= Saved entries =
--

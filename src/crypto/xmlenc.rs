//! # XML-Encryption Decryption
//!
//! Decrypts the three encrypted element kinds a SAML Response can carry:
//! `<EncryptedAssertion>`, `<EncryptedID>`, and `<EncryptedAttribute>`.
//! The symmetric content key is recovered from the `<xenc:EncryptedKey>`
//! with the SP's private keys (tried in order, which supports key rotation),
//! then the `<xenc:CipherValue>` payload is decrypted with the declared
//! block cipher.
//!
//! Recovered plaintext may carry leading or trailing garbage: CBC payloads
//! keep their padding block when the padding byte count is implausible, and
//! some encryptors emit BOM or whitespace prefixes. The fragment is peeled
//! with a closing-tag scan anchored on the expected element name, then
//! re-wrapped in an element that redeclares the SAML namespaces a detached
//! fragment may be missing.

use aes::cipher::{block_padding::NoPadding, BlockDecryptMut, KeyIvInit};
use aes_gcm::aead::Aead;
use aes_gcm::{Aes128Gcm, Aes256Gcm, KeyInit};
use rsa::{Oaep, Pkcs1v15Encrypt, RsaPrivateKey};
use sha1::Sha1;
use sha2::Sha256;

use super::dsig::decode_base64_loose;
use crate::error::{SamlError, SamlResult};
use crate::xml::{Document, NodeId, NS_ASSERTION, NS_DSIG, NS_XENC, NS_XSI};

type Aes128CbcDec = cbc::Decryptor<aes::Aes128>;
type Aes256CbcDec = cbc::Decryptor<aes::Aes256>;

/// Which encrypted SAML element is being decrypted
#[derive(Debug, Clone, Copy, PartialEq, Eq)]
pub enum EncryptedElementKind {
    Assertion,
    NameId,
    Attribute,
}

impl EncryptedElementKind {
    /// Local name of the plaintext element this kind must yield
    pub fn expected_local(&self) -> &'static str {
        match self {
            Self::Assertion => "Assertion",
            Self::NameId => "NameID",
            Self::Attribute => "Attribute",
        }
    }

    /// Attribute values may carry `xsi:type`/`xsi:nil`; the other kinds
    /// only need the assertion namespace.
    fn wrapper_declares_xsi(&self) -> bool {
        matches!(self, Self::Attribute)
    }
}

/// Decrypt an encrypted element. Returns the document holding the recovered
/// fragment and the node id of the plaintext element inside it.
pub fn decrypt_element(
    doc: &Document,
    encrypted: NodeId,
    keys: &[RsaPrivateKey],
    kind: EncryptedElementKind,
) -> SamlResult<(Document, NodeId)> {
    if keys.is_empty() {
        return Err(SamlError::DecryptionKeyMissing);
    }

    let enc_data = doc
        .find_first(encrypted, NS_XENC, "EncryptedData")
        .ok_or_else(|| SamlError::DecryptionFailed("missing EncryptedData".to_string()))?;
    let algorithm = doc
        .find_children(enc_data, NS_XENC, "EncryptionMethod")
        .into_iter()
        .next()
        .and_then(|n| doc.attr(n, "Algorithm"))
        .ok_or_else(|| {
            SamlError::DecryptionFailed("EncryptedData has no EncryptionMethod".to_string())
        })?
        .to_string();
    let ciphertext = cipher_value(doc, enc_data).ok_or_else(|| {
        SamlError::DecryptionFailed("EncryptedData has no CipherValue".to_string())
    })?;

    let content_key = recover_content_key(doc, encrypted, enc_data, keys)?;
    let plaintext = decrypt_payload(&algorithm, &content_key, &ciphertext)?;

    let text = String::from_utf8_lossy(&plaintext);
    let fragment = peel_fragment(&text, kind.expected_local())
        .ok_or(SamlError::MalformedPlaintext(kind.expected_local()))?;

    let xsi = if kind.wrapper_declares_xsi() {
        format!(" xmlns:xsi=\"{}\"", NS_XSI)
    } else {
        String::new()
    };
    let wrapped = format!(
        "<node xmlns:saml=\"{}\"{}>{}</node>",
        NS_ASSERTION, xsi, fragment
    );
    let fragment_doc = Document::parse(&wrapped)
        .map_err(|e| SamlError::DecryptionFailed(format!("recovered fragment: {}", e)))?;
    let element = fragment_doc
        .child_elements(fragment_doc.root())
        .into_iter()
        .next()
        .ok_or(SamlError::MalformedPlaintext(kind.expected_local()))?;
    Ok((fragment_doc, element))
}

/// `CipherData/CipherValue` scoped to one parent, so an EncryptedKey's own
/// CipherValue is never picked up by accident.
fn cipher_value(doc: &Document, parent: NodeId) -> Option<Vec<u8>> {
    let cipher_data = doc
        .find_children(parent, NS_XENC, "CipherData")
        .into_iter()
        .next()?;
    let value = doc
        .find_children(cipher_data, NS_XENC, "CipherValue")
        .into_iter()
        .next()?;
    decode_base64_loose(&doc.text_content(value))
}

/// Locate the `<xenc:EncryptedKey>` (inside the EncryptedData's KeyInfo, or
/// as a sibling under the encrypted element) and decrypt it with each SP
/// key in turn.
fn recover_content_key(
    doc: &Document,
    encrypted: NodeId,
    enc_data: NodeId,
    keys: &[RsaPrivateKey],
) -> SamlResult<Vec<u8>> {
    let encrypted_key = doc
        .find_children(enc_data, NS_DSIG, "KeyInfo")
        .into_iter()
        .next()
        .and_then(|ki| {
            doc.find_children(ki, NS_XENC, "EncryptedKey")
                .into_iter()
                .next()
        })
        .or_else(|| {
            doc.find_children(encrypted, NS_XENC, "EncryptedKey")
                .into_iter()
                .next()
        })
        .ok_or_else(|| SamlError::DecryptionFailed("missing EncryptedKey".to_string()))?;

    let algorithm = doc
        .find_children(encrypted_key, NS_XENC, "EncryptionMethod")
        .into_iter()
        .next()
        .ok_or_else(|| {
            SamlError::DecryptionFailed("EncryptedKey has no EncryptionMethod".to_string())
        })?;
    let algorithm_uri = doc
        .attr(algorithm, "Algorithm")
        .ok_or_else(|| {
            SamlError::DecryptionFailed("EncryptionMethod has no Algorithm".to_string())
        })?
        .to_string();
    let oaep_digest = doc
        .find_children(algorithm, NS_DSIG, "DigestMethod")
        .into_iter()
        .next()
        .and_then(|n| doc.attr(n, "Algorithm"))
        .unwrap_or(super::ALG_DIGEST_SHA1)
        .to_string();
    let wrapped_key = cipher_value(doc, encrypted_key).ok_or_else(|| {
        SamlError::DecryptionFailed("EncryptedKey has no CipherValue".to_string())
    })?;

    for (index, key) in keys.iter().enumerate() {
        let attempt = match algorithm_uri.as_str() {
            super::ALG_RSA_OAEP_MGF1P => match oaep_digest.as_str() {
                super::ALG_DIGEST_SHA256 => key.decrypt(Oaep::new::<Sha256>(), &wrapped_key),
                _ => key.decrypt(Oaep::new::<Sha1>(), &wrapped_key),
            },
            super::ALG_RSA_1_5 => key.decrypt(Pkcs1v15Encrypt, &wrapped_key),
            other => return Err(SamlError::UnsupportedAlgorithm(other.to_string())),
        };
        match attempt {
            Ok(content_key) => {
                log::debug!("EncryptedKey recovered with SP key {}", index);
                return Ok(content_key);
            }
            Err(_) => continue,
        }
    }
    Err(SamlError::DecryptionFailed(
        "no configured SP key decrypts the EncryptedKey".to_string(),
    ))
}

fn decrypt_payload(algorithm: &str, key: &[u8], ciphertext: &[u8]) -> SamlResult<Vec<u8>> {
    match algorithm {
        super::ALG_AES128_CBC => decrypt_cbc::<Aes128CbcDec>(key, ciphertext, 16),
        super::ALG_AES256_CBC => decrypt_cbc::<Aes256CbcDec>(key, ciphertext, 32),
        super::ALG_AES128_GCM => decrypt_gcm(key, ciphertext, 16),
        super::ALG_AES256_GCM => decrypt_gcm(key, ciphertext, 32),
        other => Err(SamlError::UnsupportedAlgorithm(other.to_string())),
    }
}

fn decrypt_cbc<C>(key: &[u8], ciphertext: &[u8], key_len: usize) -> SamlResult<Vec<u8>>
where
    C: BlockDecryptMut + KeyIvInit,
{
    if key.len() != key_len {
        return Err(SamlError::DecryptionFailed(format!(
            "content key is {} bytes, cipher needs {}",
            key.len(),
            key_len
        )));
    }
    if ciphertext.len() < 32 || ciphertext.len() % 16 != 0 {
        return Err(SamlError::DecryptionFailed(
            "CBC payload is not block aligned".to_string(),
        ));
    }
    let (iv, body) = ciphertext.split_at(16);
    let cipher = C::new_from_slices(key, iv)
        .map_err(|e| SamlError::DecryptionFailed(e.to_string()))?;
    let mut plaintext = cipher
        .decrypt_padded_vec_mut::<NoPadding>(body)
        .map_err(|e| SamlError::DecryptionFailed(e.to_string()))?;

    // XML-Enc uses ISO 10126 style padding; strip by the final byte count
    // when plausible, otherwise leave the tail for the fragment peel.
    if let Some(&pad) = plaintext.last() {
        let pad = pad as usize;
        if pad >= 1 && pad <= 16 && pad <= plaintext.len() {
            plaintext.truncate(plaintext.len() - pad);
        }
    }
    Ok(plaintext)
}

fn decrypt_gcm(key: &[u8], ciphertext: &[u8], key_len: usize) -> SamlResult<Vec<u8>> {
    if key.len() != key_len {
        return Err(SamlError::DecryptionFailed(format!(
            "content key is {} bytes, cipher needs {}",
            key.len(),
            key_len
        )));
    }
    if ciphertext.len() < 12 + 16 {
        return Err(SamlError::DecryptionFailed(
            "GCM payload is too short".to_string(),
        ));
    }
    let (nonce, body) = ciphertext.split_at(12);
    let nonce = aes_gcm::Nonce::from_slice(nonce);
    let result = if key_len == 16 {
        Aes128Gcm::new_from_slice(key)
            .map_err(|e| SamlError::DecryptionFailed(e.to_string()))?
            .decrypt(nonce, body)
    } else {
        Aes256Gcm::new_from_slice(key)
            .map_err(|e| SamlError::DecryptionFailed(e.to_string()))?
            .decrypt(nonce, body)
    };
    result.map_err(|_| SamlError::DecryptionFailed("GCM authentication failed".to_string()))
}

/// Extract the substring running from the opening tag of the expected
/// element to its last closing tag, tolerating noise on either side.
fn peel_fragment<'a>(text: &'a str, local: &str) -> Option<&'a str> {
    let bytes = text.as_bytes();

    let mut start: Option<usize> = None;
    for (i, &b) in bytes.iter().enumerate() {
        if b != b'<' {
            continue;
        }
        let rest = &text[i + 1..];
        if rest.starts_with('/') {
            continue;
        }
        let name: String = rest
            .chars()
            .take_while(|c| !c.is_whitespace() && *c != '>' && *c != '/')
            .collect();
        let name_local = name.rsplit(':').next().unwrap_or(&name);
        if name_local == local {
            start = Some(i);
            break;
        }
    }
    let start = start?;

    let mut end: Option<usize> = None;
    let mut search_from = start;
    while let Some(pos) = text[search_from..].find("</") {
        let abs = search_from + pos;
        let rest = &text[abs + 2..];
        let name: String = rest
            .chars()
            .take_while(|c| !c.is_whitespace() && *c != '>')
            .collect();
        let name_local = name.rsplit(':').next().unwrap_or(&name);
        if name_local == local {
            if let Some(gt) = rest.find('>') {
                end = Some(abs + 2 + gt + 1);
            }
        }
        search_from = abs + 2;
    }
    let end = end?;

    if end > start {
        Some(&text[start..end])
    } else {
        None
    }
}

--

= Work instructions =
Between the first line of the entries above and the line with "#[derive(Debug, Clone, Copy, PartialEq, Eq)]", both included, copy every line exactly and nothing outside that range.

= Result below =
filename src/crypto/xmlenc.rs
//! # XML-Encryption Decryption
//!
//! Decrypts the three encrypted element kinds a SAML Response can carry:
//! `<EncryptedAssertion>`, `<EncryptedID>`, and `<EncryptedAttribute>`.
//! The symmetric content key is recovered from the `<xenc:EncryptedKey>`
//! with the SP's private keys (tried in order, which supports key rotation),
//! then the `<xenc:CipherValue>` payload is decrypted with the declared
//! block cipher.
//!
//! Recovered plaintext may carry leading or trailing garbage: CBC payloads
//! keep their padding block when the padding byte count is implausible, and
//! some encryptors emit BOM or whitespace prefixes. The fragment is peeled
//! with a closing-tag scan anchored on the expected element name, then
//! re-wrapped in an element that redeclares the SAML namespaces a detached
//! fragment may be missing.

use aes::cipher::{block_padding::NoPadding, BlockDecryptMut, KeyIvInit};
use aes_gcm::aead::Aead;
use aes_gcm::{Aes128Gcm, Aes256Gcm, KeyInit};
use rsa::{Oaep, Pkcs1v15Encrypt, RsaPrivateKey};
use sha1::Sha1;
use sha2::Sha256;

use super::dsig::decode_base64_loose;
use crate::error::{SamlError, SamlResult};
use crate::xml::{Document, NodeId, NS_ASSERTION, NS_DSIG, NS_XENC, NS_XSI};

type Aes128CbcDec = cbc::Decryptor<aes::Aes128>;
type Aes256CbcDec = cbc::Decryptor<aes::Aes256>;

/// Which encrypted SAML element is being decrypted
#[derive(Debug, Clone, Copy, PartialEq, Eq)]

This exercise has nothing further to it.